Königliche Hofbuchhandlung.

Verein der Bücherfreunde.




Vorwort.


Zum Geleit seien nur wenige Worte vorausgeschickt.

Der geneigte Leser wolle nicht an Bischöfe und Priester unserer Zeit
denken, wenn er an Wolf Dietrich, den erhabenen Kirchenfürsten des 16.
Jahrhunderts denkt und seine Schicksale liest. Die Verhältnisse der
damaligen Zeit lagen ganz anders, wie denn auch für die Erwählung eines
Kirchenfürsten nicht kirchlich frommes Leben, sondern adelige Geburt
erforderlich war. Der Adel beanspruchte die hohen und einträglichen
Würden der Kirche, er allein war stiftsfähig und bestrebt, solche
Stellen, weil das Leben versorgend, an sich zu bringen.

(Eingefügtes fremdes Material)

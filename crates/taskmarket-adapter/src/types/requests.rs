/*
[INPUT]:  Gateway and worker schema definitions and serde requirements
[OUTPUT]: Typed Rust request structs with serialization support
[POS]:    Data layer - type definitions for gateway and worker communication
[UPDATE]: When API schema changes or new types added
*/

use serde::{Deserialize, Serialize};

use crate::http::Result;

/// Read-only contract query, answered by the gateway's decoding layer.
#[derive(Debug, Clone, PartialEq, Serialize, Deserialize)]
pub struct QueryRequest {
    #[serde(rename = "scAddress")]
    pub sc_address: String,
    #[serde(rename = "funcName")]
    pub func_name: String,
    /// Hex-encoded call arguments, minimal big-endian for numbers.
    pub args: Vec<String>,
}

/// Transaction in the gateway's wire shape. Field order matters: the signing
/// payload is the canonical JSON serialization of the unsigned transaction.
#[derive(Debug, Clone, PartialEq, Serialize, Deserialize)]
pub struct Transaction {
    pub nonce: u64,
    /// Native-currency transfer in base units, as a decimal string.
    pub value: String,
    pub receiver: String,
    pub sender: String,
    #[serde(rename = "gasPrice")]
    pub gas_price: u64,
    #[serde(rename = "gasLimit")]
    pub gas_limit: u64,
    /// Base64 of the contract call data, absent for plain transfers.
    #[serde(skip_serializing_if = "Option::is_none")]
    pub data: Option<String>,
    #[serde(rename = "chainID")]
    pub chain_id: String,
    pub version: u32,
    #[serde(skip_serializing_if = "Option::is_none")]
    pub signature: Option<String>,
}

impl Transaction {
    /// Bytes the wallet signs: the transaction serialized without its
    /// signature field.
    pub fn signing_payload(&self) -> Result<Vec<u8>> {
        let mut unsigned = self.clone();
        unsigned.signature = None;
        Ok(serde_json::to_vec(&unsigned)?)
    }
}

/// Hand-off of one task to the local worker process.
#[derive(Debug, Clone, PartialEq, Serialize, Deserialize)]
pub struct ProcessTaskRequest {
    #[serde(rename = "taskId")]
    pub task_id: u64,
    pub image: String,
    #[serde(rename = "inputData")]
    pub input_data: String,
}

In die Zeit Wolf Dietrichs, eines genial veranlagten Adeligen, fiel die
Restaurationsbewegung, von diesem Fürsten erwartete man Ausrottung des
Protestantismus, der immer wieder auflodernden Kelchbewegung, Berufung
der Jesuiten nach Salzburg, Wiederherstellung des Cölibates,
Anforderungen, die über eines selbst genialen Mannes Kräfte gehen
mußten, zumal wenn die Erziehung, das Leben in römischen Palästen der
Gedankenwelt eine ganz andere Richtung gegeben.

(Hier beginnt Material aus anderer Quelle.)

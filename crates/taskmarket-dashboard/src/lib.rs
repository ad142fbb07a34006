/*
[INPUT]:  Public API exports for taskmarket-dashboard crate
[OUTPUT]: Module declarations and public re-exports
[POS]:    Crate root - library entry point
[UPDATE]: When adding new modules or public exports
*/

pub mod app;
pub mod cli;
pub mod config;
pub mod tui;
pub mod view;

// Re-export main types for convenience
pub use app::{CreateTaskInput, Dashboard, DelegationOutcome};
pub use config::DashboardConfig;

Wolf Dietrich, der seine Fehler durch Sturz und lange Gefangenschaft
sühnte, ist die interessanteste Erscheinung in Salzburgs Geschichte, die
unvergessen in dankbarer Erinnerung fortleben wird, so lange die schöne
Stadt Salzburg, welcher er das heutige Gepräge gegeben, bestehen wird.